Chaya was already under cover. She had every reason to stay there.
Instead, she stepped out.
She pulled the children to safety and covered them with her own body. She was shot in the thigh, and she kept shielding them, praying as she stayed over them until help came and her father found her.
Later, she described the moment with a steadiness that stops you cold. She said she felt God right beside her, and she heard what she understood as a clear instruction: “This is your mission: go save those kids.”
Some days, being a modern-day Esther means using your voice and influence. Other days, it means being unbelievably brave. It means protecting someone else when fear is screaming at everyone to run.
This was terror, aimed at Jews, and it demanded extraordinary choices
This was a horrific terror attack aimed at Jews celebrating at a family event. And it forced ordinary people into extraordinary choices: to step in and help someone else, even if it meant they might be harmed, even if it meant they might perish.
That is where Esther steps out of history and into our moment.
Because Esther courage isn’t a personality trait. It is obedience in the moment. It is doing what is right when doing what is right suddenly feels costly.
Esther 4:14 is not a slogan.
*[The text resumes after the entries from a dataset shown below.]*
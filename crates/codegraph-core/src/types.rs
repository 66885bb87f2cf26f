use serde::{Deserialize, Serialize};
use std::fmt;
use std::str::FromStr;

use crate::{CodeEdge, CodeNode};

/// Schema-less payload carried by nodes and edges.
pub type Attributes = serde_json::Map<String, serde_json::Value>;

#[derive(Debug, Clone, Copy, PartialEq, Eq, Hash, Serialize, Deserialize)]
#[serde(rename_all = "lowercase")]
pub enum Language {
    Java,
    Python,
    TypeScript,
    JavaScript,
}

impl Language {
    pub fn as_str(&self) -> &'static str {
        match self {
            Language::Java => "java",
            Language::Python => "python",
            Language::TypeScript => "typescript",
            Language::JavaScript => "javascript",
        }
    }
}

impl fmt::Display for Language {
    fn fmt(&self, f: &mut fmt::Formatter<'_>) -> fmt::Result {
        f.write_str(self.as_str())
    }
}

impl FromStr for Language {
    type Err = String;

    fn from_str(s: &str) -> Result<Self, Self::Err> {
        match s.to_lowercase().as_str() {
            "java" => Ok(Language::Java),
            "python" | "py" => Ok(Language::Python),
            "typescript" | "ts" => Ok(Language::TypeScript),
            "javascript" | "js" => Ok(Language::JavaScript),
            other => Err(format!("unsupported language: {}", other)),
        }
    }
}

#[derive(Debug, Clone, Copy, PartialEq, Eq, Hash, PartialOrd, Ord, Serialize, Deserialize)]
#[serde(rename_all = "lowercase")]
pub enum EntityType {
    Module,
    Package,
    Class,
    Interface,
    Enum,
    Method,
    Function,
    Field,
}

impl EntityType {
    pub const ALL: [EntityType; 8] = [
        EntityType::Module,
        EntityType::Package,
        EntityType::Class,
        EntityType::Interface,
        EntityType::Enum,
        EntityType::Method,
        EntityType::Function,
        EntityType::Field,
    ];

    pub fn as_str(&self) -> &'static str {
        match self {
            EntityType::Module => "module",
            EntityType::Package => "package",
            EntityType::Class => "class",
            EntityType::Interface => "interface",
            EntityType::Enum => "enum",
            EntityType::Method => "method",
            EntityType::Function => "function",
            EntityType::Field => "field",
        }
    }

    /// Types that carry a body worth embedding.
    pub fn is_semantic(&self) -> bool {
        matches!(
            self,
            EntityType::Class
                | EntityType::Interface
                | EntityType::Method
                | EntityType::Function
                | EntityType::Enum
        )
    }

    pub fn is_type_declaration(&self) -> bool {
        matches!(
            self,
            EntityType::Class | EntityType::Interface | EntityType::Enum
        )
    }
}

impl fmt::Display for EntityType {
    fn fmt(&self, f: &mut fmt::Formatter<'_>) -> fmt::Result {
        f.write_str(self.as_str())
    }
}

impl FromStr for EntityType {
    type Err = String;

    fn from_str(s: &str) -> Result<Self, Self::Err> {
        EntityType::ALL
            .iter()
            .copied()
            .find(|t| t.as_str() == s.to_lowercase())
            .ok_or_else(|| format!("unknown entity type: {}", s))
    }
}

#[derive(Debug, Clone, Copy, PartialEq, Eq, Hash, PartialOrd, Ord, Serialize, Deserialize)]
#[serde(rename_all = "SCREAMING_SNAKE_CASE")]
pub enum RelationshipType {
    Contains,
    Extends,
    Implements,
    Calls,
    BelongsTo,
    References,
    Imports,
    DependsOn,
}

impl RelationshipType {
    pub const ALL: [RelationshipType; 8] = [
        RelationshipType::Contains,
        RelationshipType::Extends,
        RelationshipType::Implements,
        RelationshipType::Calls,
        RelationshipType::BelongsTo,
        RelationshipType::References,
        RelationshipType::Imports,
        RelationshipType::DependsOn,
    ];

    /// Lower snake form used inside relationship ids.
    pub fn id_fragment(&self) -> &'static str {
        match self {
            RelationshipType::Contains => "contains",
            RelationshipType::Extends => "extends",
            RelationshipType::Implements => "implements",
            RelationshipType::Calls => "calls",
            RelationshipType::BelongsTo => "belongs_to",
            RelationshipType::References => "references",
            RelationshipType::Imports => "imports",
            RelationshipType::DependsOn => "depends_on",
        }
    }

    pub fn as_str(&self) -> &'static str {
        match self {
            RelationshipType::Contains => "CONTAINS",
            RelationshipType::Extends => "EXTENDS",
            RelationshipType::Implements => "IMPLEMENTS",
            RelationshipType::Calls => "CALLS",
            RelationshipType::BelongsTo => "BELONGS_TO",
            RelationshipType::References => "REFERENCES",
            RelationshipType::Imports => "IMPORTS",
            RelationshipType::DependsOn => "DEPENDS_ON",
        }
    }
}

impl fmt::Display for RelationshipType {
    fn fmt(&self, f: &mut fmt::Formatter<'_>) -> fmt::Result {
        f.write_str(self.as_str())
    }
}

impl FromStr for RelationshipType {
    type Err = String;

    fn from_str(s: &str) -> Result<Self, Self::Err> {
        let wanted = s.to_uppercase();
        RelationshipType::ALL
            .iter()
            .copied()
            .find(|t| t.as_str() == wanted)
            .ok_or_else(|| format!("unknown relationship type: {}", s))
    }
}

/// Builds the canonical relationship id `{source}_{type}_{target}`.
pub fn relationship_id(source: &str, rel_type: RelationshipType, target: &str) -> String {
    format!("{}_{}_{}", source, rel_type.id_fragment(), target)
}

#[derive(Debug, Clone, PartialEq, Eq, Serialize, Deserialize)]
#[serde(rename_all = "lowercase")]
pub enum AnnotationKind {
    Annotation,
    Decorator,
}

#[derive(Debug, Clone, PartialEq, Eq, Serialize, Deserialize)]
#[serde(rename_all = "lowercase")]
pub enum ParameterValueType {
    String,
    Boolean,
    Null,
    Number,
    Collection,
    Identifier,
}

#[derive(Debug, Clone, PartialEq, Eq, Serialize, Deserialize)]
pub struct AnnotationParameter {
    #[serde(default, skip_serializing_if = "Option::is_none")]
    pub name: Option<String>,
    pub value: String,
    #[serde(rename = "type")]
    pub value_type: ParameterValueType,
}

#[derive(Debug, Clone, PartialEq, Eq, Serialize, Deserialize)]
pub struct AnnotationInfo {
    pub name: String,
    #[serde(rename = "type")]
    pub kind: AnnotationKind,
    #[serde(default)]
    pub parameters: Vec<AnnotationParameter>,
    pub source_line: u32,
    #[serde(default, skip_serializing_if = "Option::is_none")]
    pub framework: Option<String>,
    #[serde(default, skip_serializing_if = "Option::is_none")]
    pub category: Option<String>,
}

#[derive(Debug, Clone, PartialEq, Eq, Serialize, Deserialize)]
pub struct ParameterInfo {
    pub name: String,
    #[serde(default, rename = "type", skip_serializing_if = "Option::is_none")]
    pub type_name: Option<String>,
    #[serde(default, skip_serializing_if = "Option::is_none")]
    pub description: Option<String>,
}

#[derive(Debug, Clone, PartialEq, Serialize, Deserialize)]
pub struct SemanticEmbedding {
    pub vector: Vec<f32>,
    pub model: String,
    pub version: String,
    pub created_at: chrono::DateTime<chrono::Utc>,
}

impl SemanticEmbedding {
    pub fn new(vector: Vec<f32>, model: impl Into<String>, version: impl Into<String>) -> Self {
        Self {
            vector,
            model: model.into(),
            version: version.into(),
            created_at: chrono::Utc::now(),
        }
    }

    pub fn dimensions(&self) -> usize {
        self.vector.len()
    }
}

#[derive(Debug, Clone, PartialEq, Serialize, Deserialize)]
pub struct Project {
    pub id: String,
    pub name: String,
    #[serde(default, skip_serializing_if = "Option::is_none")]
    pub description: Option<String>,
    pub created_at: chrono::DateTime<chrono::Utc>,
    pub updated_at: chrono::DateTime<chrono::Utc>,
}

impl Project {
    pub fn new(id: impl Into<String>, name: impl Into<String>) -> Self {
        let now = chrono::Utc::now();
        Self {
            id: id.into(),
            name: name.into(),
            description: None,
            created_at: now,
            updated_at: now,
        }
    }

    pub fn with_description(mut self, description: impl Into<String>) -> Self {
        self.description = Some(description.into());
        self
    }
}

/// Per-file, non-fatal extraction failure.
#[derive(Debug, Clone, PartialEq, Eq, Serialize, Deserialize)]
pub struct ParseError {
    pub message: String,
    pub line: u32,
    pub file_path: String,
}

impl ParseError {
    pub fn new(message: impl Into<String>, line: u32, file_path: impl Into<String>) -> Self {
        Self {
            message: message.into(),
            line,
            file_path: file_path.into(),
        }
    }
}

impl fmt::Display for ParseError {
    fn fmt(&self, f: &mut fmt::Formatter<'_>) -> fmt::Result {
        write!(f, "{}:{}: {}", self.file_path, self.line, self.message)
    }
}

/// Extractor output before it is scoped to a project.
#[derive(Debug, Clone, PartialEq, Serialize, Deserialize)]
pub struct ParsedEntity {
    pub id: String,
    #[serde(rename = "type")]
    pub entity_type: EntityType,
    pub name: String,
    pub qualified_name: String,
    #[serde(default, skip_serializing_if = "Option::is_none")]
    pub description: Option<String>,
    pub source_file: String,
    #[serde(default, skip_serializing_if = "Option::is_none")]
    pub start_line: Option<u32>,
    #[serde(default, skip_serializing_if = "Option::is_none")]
    pub end_line: Option<u32>,
    #[serde(default)]
    pub modifiers: Vec<String>,
    #[serde(default)]
    pub annotations: Vec<AnnotationInfo>,
    #[serde(default)]
    pub parameters: Vec<ParameterInfo>,
    #[serde(default, skip_serializing_if = "Option::is_none")]
    pub return_type: Option<String>,
    #[serde(default)]
    pub attributes: Attributes,
}

impl ParsedEntity {
    pub fn new(
        entity_type: EntityType,
        name: impl Into<String>,
        qualified_name: impl Into<String>,
        source_file: impl Into<String>,
    ) -> Self {
        let qualified_name = qualified_name.into();
        Self {
            id: qualified_name.clone(),
            entity_type,
            name: name.into(),
            qualified_name,
            description: None,
            source_file: source_file.into(),
            start_line: None,
            end_line: None,
            modifiers: Vec::new(),
            annotations: Vec::new(),
            parameters: Vec::new(),
            return_type: None,
            attributes: Attributes::new(),
        }
    }

    pub fn with_lines(mut self, start: u32, end: u32) -> Self {
        self.start_line = Some(start);
        self.end_line = Some(end);
        self
    }

    pub fn with_description(mut self, description: Option<String>) -> Self {
        self.description = description;
        self
    }

    pub fn with_modifiers(mut self, modifiers: Vec<String>) -> Self {
        self.modifiers = modifiers;
        self
    }

    /// Folds the typed extras into the open attribute map and scopes the entity.
    pub fn into_node(self, project_id: &str) -> CodeNode {
        let mut attributes = self.attributes;
        if !self.annotations.is_empty() {
            if let Ok(value) = serde_json::to_value(&self.annotations) {
                attributes.insert("annotations".into(), value);
            }
        }
        if !self.parameters.is_empty() {
            if let Ok(value) = serde_json::to_value(&self.parameters) {
                attributes.insert("parameters".into(), value);
            }
        }
        if let Some(return_type) = self.return_type {
            attributes.insert("return_type".into(), return_type.into());
        }

        CodeNode {
            id: self.id,
            project_id: project_id.to_string(),
            entity_type: self.entity_type,
            name: self.name,
            qualified_name: self.qualified_name,
            description: self.description,
            source_file: self.source_file,
            start_line: self.start_line,
            end_line: self.end_line,
            modifiers: self.modifiers,
            attributes,
            semantic_embedding: None,
        }
    }
}

#[derive(Debug, Clone, PartialEq, Serialize, Deserialize)]
pub struct ParsedRelationship {
    pub id: String,
    #[serde(rename = "type")]
    pub rel_type: RelationshipType,
    pub source: String,
    pub target: String,
    pub source_file: String,
    #[serde(default, skip_serializing_if = "Option::is_none")]
    pub line: Option<u32>,
    #[serde(default)]
    pub attributes: Attributes,
}

impl ParsedRelationship {
    pub fn new(
        rel_type: RelationshipType,
        source: impl Into<String>,
        target: impl Into<String>,
        source_file: impl Into<String>,
    ) -> Self {
        let source = source.into();
        let target = target.into();
        Self {
            id: relationship_id(&source, rel_type, &target),
            rel_type,
            source,
            target,
            source_file: source_file.into(),
            line: None,
            attributes: Attributes::new(),
        }
    }

    pub fn at_line(mut self, line: u32) -> Self {
        self.line = Some(line);
        self
    }

    pub fn with_attribute(mut self, key: &str, value: impl Into<serde_json::Value>) -> Self {
        self.attributes.insert(key.to_string(), value.into());
        self
    }

    pub fn into_edge(self, project_id: &str) -> CodeEdge {
        let mut attributes = self.attributes;
        attributes.insert("source_file".into(), self.source_file.into());
        if let Some(line) = self.line {
            attributes.insert("line".into(), line.into());
        }
        CodeEdge {
            id: self.id,
            project_id: project_id.to_string(),
            rel_type: self.rel_type,
            source: self.source,
            target: self.target,
            attributes,
        }
    }
}

#[cfg(test)]
mod tests {
    use super::*;

    #[test]
    fn relationship_ids_use_snake_fragments() {
        assert_eq!(
            relationship_id("a.B", RelationshipType::BelongsTo, "a"),
            "a.B_belongs_to_a"
        );
        let rel = ParsedRelationship::new(RelationshipType::Extends, "p.Foo", "q.Bar", "Foo.java");
        assert_eq!(rel.id, "p.Foo_extends_q.Bar");
    }

    #[test]
    fn entity_type_round_trips_through_strings() {
        for t in EntityType::ALL {
            assert_eq!(t.as_str().parse::<EntityType>().unwrap(), t);
        }
        assert_eq!("belongs_to".parse::<RelationshipType>().unwrap(), RelationshipType::BelongsTo);
        assert!("owns".parse::<RelationshipType>().is_err());
    }

    #[test]
    fn parsed_entity_folds_extras_into_attributes() {
        let mut entity = ParsedEntity::new(EntityType::Method, "run", "pkg.Job.run", "Job.java");
        entity.return_type = Some("void".into());
        entity.parameters.push(ParameterInfo {
            name: "count".into(),
            type_name: Some("int".into()),
            description: None,
        });
        let node = entity.into_node("proj");
        assert_eq!(node.project_id, "proj");
        assert_eq!(node.id, "pkg.Job.run");
        assert_eq!(node.attributes["return_type"], "void");
        assert_eq!(node.parameters().len(), 1);
    }

    #[test]
    fn serialized_node_uses_type_key() {
        let node = ParsedEntity::new(EntityType::Class, "Foo", "p.Foo", "Foo.java").into_node("x");
        let json = serde_json::to_value(&node).unwrap();
        assert_eq!(json["type"], "class");
    }
}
It is a summons.
Mordecai didn’t speak to Esther with soft words. He spoke with urgency, because urgency is what pulls courage out of hiding:
“For if you remain silent at this time, relief and deliverance for the Jews will arise from another place, but you and your father’s family will perish. And who knows but that you have come to your royal position for such a time as this?” Esther 4:14
Read that again, slowly.
There is a warning in it. There is a promise in it. And there is a question that lands on every believing woman who loves Israel and the Jewish people:
Will I stay silent, or will I step into what God placed in front of me?
For Esther, it was influence. For Chaya, it was protection.
For you, it may be your voice. Your giving. Your prayers. Your willingness to speak clearly when the world is trying to intimidate everyone into whispering.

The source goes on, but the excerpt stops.